What one travel tip would you, as a business traveler, pass along to someone who doesn’t travel as often?
Do not overextend yourself. Jet lag is very real (at least for me), and I have a tendency to make a zillion plans for the one night I’m in town somewhere, and then want to kill myself a little bit for making all of them when I finally get there and can barely keep my eyes open. Leave yourself wiggle room to relax, if at all possible.
What advice do you have for someone who’s interested in doing what you do?

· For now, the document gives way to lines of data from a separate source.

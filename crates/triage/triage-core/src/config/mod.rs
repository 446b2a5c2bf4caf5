//! Configuration loaded from TOML. Every section is optional; missing keys
//! fall back to [`defaults`].

mod classifier_config;
pub mod defaults;
mod knowledge_config;
mod observability_config;
mod ranking_config;
mod storage_config;

use std::path::Path;

use serde::{Deserialize, Serialize};

pub use classifier_config::ClassifierConfig;
pub use knowledge_config::KnowledgeConfig;
pub use observability_config::ObservabilityConfig;
pub use ranking_config::RankingConfig;
pub use storage_config::StorageConfig;

use crate::errors::{TriageError, TriageResult};

/// Root configuration for the whole pipeline.
#[derive(Debug, Clone, Default, Serialize, Deserialize)]
#[serde(default)]
pub struct TriageConfig {
    pub classifier: ClassifierConfig,
    pub ranking: RankingConfig,
    pub knowledge: KnowledgeConfig,
    pub storage: StorageConfig,
    pub observability: ObservabilityConfig,
}

impl TriageConfig {
    /// Parse configuration from a TOML string.
    pub fn from_toml(input: &str) -> Result<Self, toml::de::Error> {
        toml::from_str(input)
    }

    /// Read and parse a TOML configuration file.
    pub fn from_file(path: &Path) -> TriageResult<Self> {
        let raw = std::fs::read_to_string(path).map_err(|e| TriageError::IoError {
            path: path.display().to_string(),
            reason: e.to_string(),
        })?;
        Self::from_toml(&raw).map_err(|e| TriageError::ConfigError(e.to_string()))
    }
}
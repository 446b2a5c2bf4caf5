//! Append and read back `prediction_history` rows.

use chrono::{DateTime, SecondsFormat, Utc};
use rusqlite::{params, Connection};

use triage_core::errors::TriageResult;
use triage_core::models::PredictionHistoryRecord;

use crate::to_storage_err;

pub fn insert_record(conn: &Connection, record: &PredictionHistoryRecord) -> TriageResult<()> {
    let symptoms = serde_json::to_string(&record.symptoms)?;
    let ranked = serde_json::to_string(&record.ranked_diseases)?;
    let results = serde_json::to_string(&record.results)?;

    conn.execute(
        "INSERT INTO prediction_history
            (nonce, identity, symptoms, ranked_diseases, results, created_at)
         VALUES (?1, ?2, ?3, ?4, ?5, ?6)",
        params![
            record.nonce,
            record.identity,
            symptoms,
            ranked,
            results,
            record.timestamp.to_rfc3339_opts(SecondsFormat::Micros, true),
        ],
    )
    .map_err(|e| to_storage_err(format!("insert history {}: {e}", record.nonce)))?;
    Ok(())
}

/// Most recent records for `identity`, newest first.
pub fn recent_records(
    conn: &Connection,
    identity: &str,
    limit: usize,
) -> TriageResult<Vec<PredictionHistoryRecord>> {
    let mut stmt = conn
        .prepare(
            "SELECT nonce, identity, symptoms, ranked_diseases, results, created_at
             FROM prediction_history
             WHERE identity = ?1
             ORDER BY created_at DESC, id DESC
             LIMIT ?2",
        )
        .map_err(|e| to_storage_err(e.to_string()))?;

    let rows = stmt
        .query_map(params![identity, limit as i64], |row| {
            Ok((
                row.get::<_, String>(0)?,
                row.get::<_, Option<String>>(1)?,
                row.get::<_, String>(2)?,
                row.get::<_, String>(3)?,
                row.get::<_, String>(4)?,
                row.get::<_, String>(5)?,
            ))
        })
        .map_err(|e| to_storage_err(e.to_string()))?;

    let mut records = Vec::new();
    for row in rows {
        let (nonce, identity, symptoms, ranked, results, created_at) =
            row.map_err(|e| to_storage_err(e.to_string()))?;
        let timestamp = DateTime::parse_from_rfc3339(&created_at)
            .map_err(|e| to_storage_err(format!("history {nonce} timestamp: {e}")))?
            .with_timezone(&Utc);
        records.push(PredictionHistoryRecord {
            identity,
            symptoms: serde_json::from_str(&symptoms)?,
            ranked_diseases: serde_json::from_str(&ranked)?,
            results: serde_json::from_str(&results)?,
            timestamp,
            nonce,
        });
    }
    Ok(records)
}
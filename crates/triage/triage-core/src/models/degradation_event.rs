use chrono::{DateTime, Utc};
use serde::{Deserialize, Serialize};

/// Recorded whenever a component serves a fallback instead of its primary result.
#[derive(Debug, Clone, PartialEq, Eq, Serialize, Deserialize)]
pub struct DegradationEvent {
    pub component: String,
    pub failure: String,
    pub fallback_used: String,
    pub timestamp: DateTime<Utc>,
}
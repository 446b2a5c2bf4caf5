//! Precaution sentence extraction from free text.

use std::sync::LazyLock;

use regex::Regex;

use triage_core::constants::DEFAULT_PRECAUTION;

static SENTENCE_BREAK: LazyLock<Option<Regex>> = LazyLock::new(|| Regex::new(r"\.\s+").ok());
static CITATION: LazyLock<Option<Regex>> = LazyLock::new(|| Regex::new(r"\[\d+\]").ok());

/// Split `text` on `". "` boundaries and keep, in order, up to `max` cleaned
/// fragments strictly longer than `min_chars` characters. A fragment is
/// trimmed, stripped of citation markers, and only then measured, so any
/// whitespace a marker leaves behind counts toward its length. Each kept
/// fragment ends with a period. Yields the single default precaution when
/// nothing qualifies.
pub fn extract_precautions(text: &str, max: usize, min_chars: usize) -> Vec<String> {
    let fragments: Vec<&str> = match SENTENCE_BREAK.as_ref() {
        Some(re) => re.split(text).collect(),
        None => vec![text],
    };

    let mut precautions = Vec::new();
    for fragment in fragments {
        if precautions.len() >= max {
            break;
        }
        let cleaned = strip_citations(fragment.trim());
        if cleaned.chars().count() <= min_chars {
            continue;
        }
        let mut sentence = cleaned.trim().to_string();
        if !sentence.ends_with('.') {
            sentence.push('.');
        }
        precautions.push(sentence);
    }

    if precautions.is_empty() {
        precautions.push(DEFAULT_PRECAUTION.to_string());
    }
    precautions
}

/// Remove `[n]` citation markers.
pub fn strip_citations(text: &str) -> String {
    match CITATION.as_ref() {
        Some(re) => re.replace_all(text, "").into_owned(),
        None => text.to_string(),
    }
}
use crate::errors::TriageResult;
use crate::models::FeatureVector;

/// Pre-trained multi-class probabilistic classifier.
///
/// Loaded once at startup and read-only afterwards.
pub trait IProbabilisticClassifier: Send + Sync {
    /// Per-class probabilities for one feature vector, index-aligned with the
    /// label↔index mapping. Values need not sum to exactly 1.
    fn predict_proba(&self, features: &FeatureVector) -> TriageResult<Vec<f64>>;

    /// Expected feature-vector length.
    fn n_features(&self) -> usize;

    /// Number of classes the model distinguishes.
    fn n_classes(&self) -> usize;

    /// Human-readable provider name.
    fn name(&self) -> &str;
}
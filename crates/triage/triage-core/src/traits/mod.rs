//! Seams between pipeline stages. Every trait is object-safe and `Send + Sync`
//! so implementations can be shared behind `Arc` across request threads.

mod classifier;
mod history_sink;
mod knowledge_cache;
mod knowledge_source;

pub use classifier::IProbabilisticClassifier;
pub use history_sink::IHistorySink;
pub use knowledge_cache::IKnowledgeCache;
pub use knowledge_source::IKnowledgeSource;
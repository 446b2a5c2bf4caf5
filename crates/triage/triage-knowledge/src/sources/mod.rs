//! Knowledge source implementations.

mod wikipedia;

pub use wikipedia::WikipediaSource;
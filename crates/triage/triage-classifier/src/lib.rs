//! # triage-classifier
//!
//! Everything between a symptom set and a ranked list of condition labels.
//!
//! ## Architecture
//!
//! ```text
//! ArtifactBundle (loaded once, validated together, fatal on mismatch)
//! ├── SymptomSchema   (ordered identifiers, versioned, BLAKE3 checksum)
//! ├── LabelIndex      (label ↔ class index)
//! └── classifier      (ForestClassifier | OnnxClassifier behind `onnx`)
//!
//! FeatureEncoder ──▶ FeatureVector ──▶ predict_proba ──▶ Ranker (top-K)
//! ```

pub mod artifacts;
pub mod encoder;
pub mod labels;
pub mod providers;
pub mod ranker;
pub mod schema;

pub use artifacts::ArtifactBundle;
pub use encoder::{parse_symptom_list, FeatureEncoder};
pub use labels::LabelIndex;
pub use providers::ForestClassifier;
pub use ranker::{round_confidence, Ranker};
pub use schema::SymptomSchema;

use std::path::Path;

use triage_core::errors::ClassifierError;

/// Read a JSON artifact, mapping every failure onto `ArtifactLoad`.
pub(crate) fn read_json_artifact<T: serde::de::DeserializeOwned>(
    path: &Path,
) -> Result<T, ClassifierError> {
    let raw = std::fs::read_to_string(path).map_err(|e| ClassifierError::ArtifactLoad {
        path: path.display().to_string(),
        reason: e.to_string(),
    })?;
    serde_json::from_str(&raw).map_err(|e| ClassifierError::ArtifactLoad {
        path: path.display().to_string(),
        reason: e.to_string(),
    })
}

Traveling can come with any job (especially one where you’re training a franchise on a service, product, or skill), but to get into the social media marketing world, you need to build a serious online portfolio. At first this may mean taking on clients pro bono to show what you can do, so make sure you’re tracking your (hopefully awesome) results to report them on your resume. Build your own online sites too (LinkedIn, Twitter, a well-written and thoughtful blog preferably pertaining to your industry) – use these to build your online network and connect with influencers in the fields you’re interested in. Connect with people genuinely, wherever and whenever you can, and go out of your way to help them – they’ll remember this down the line when you have the experience to apply for the jobs you want, and they’ll be glad to repay the favor.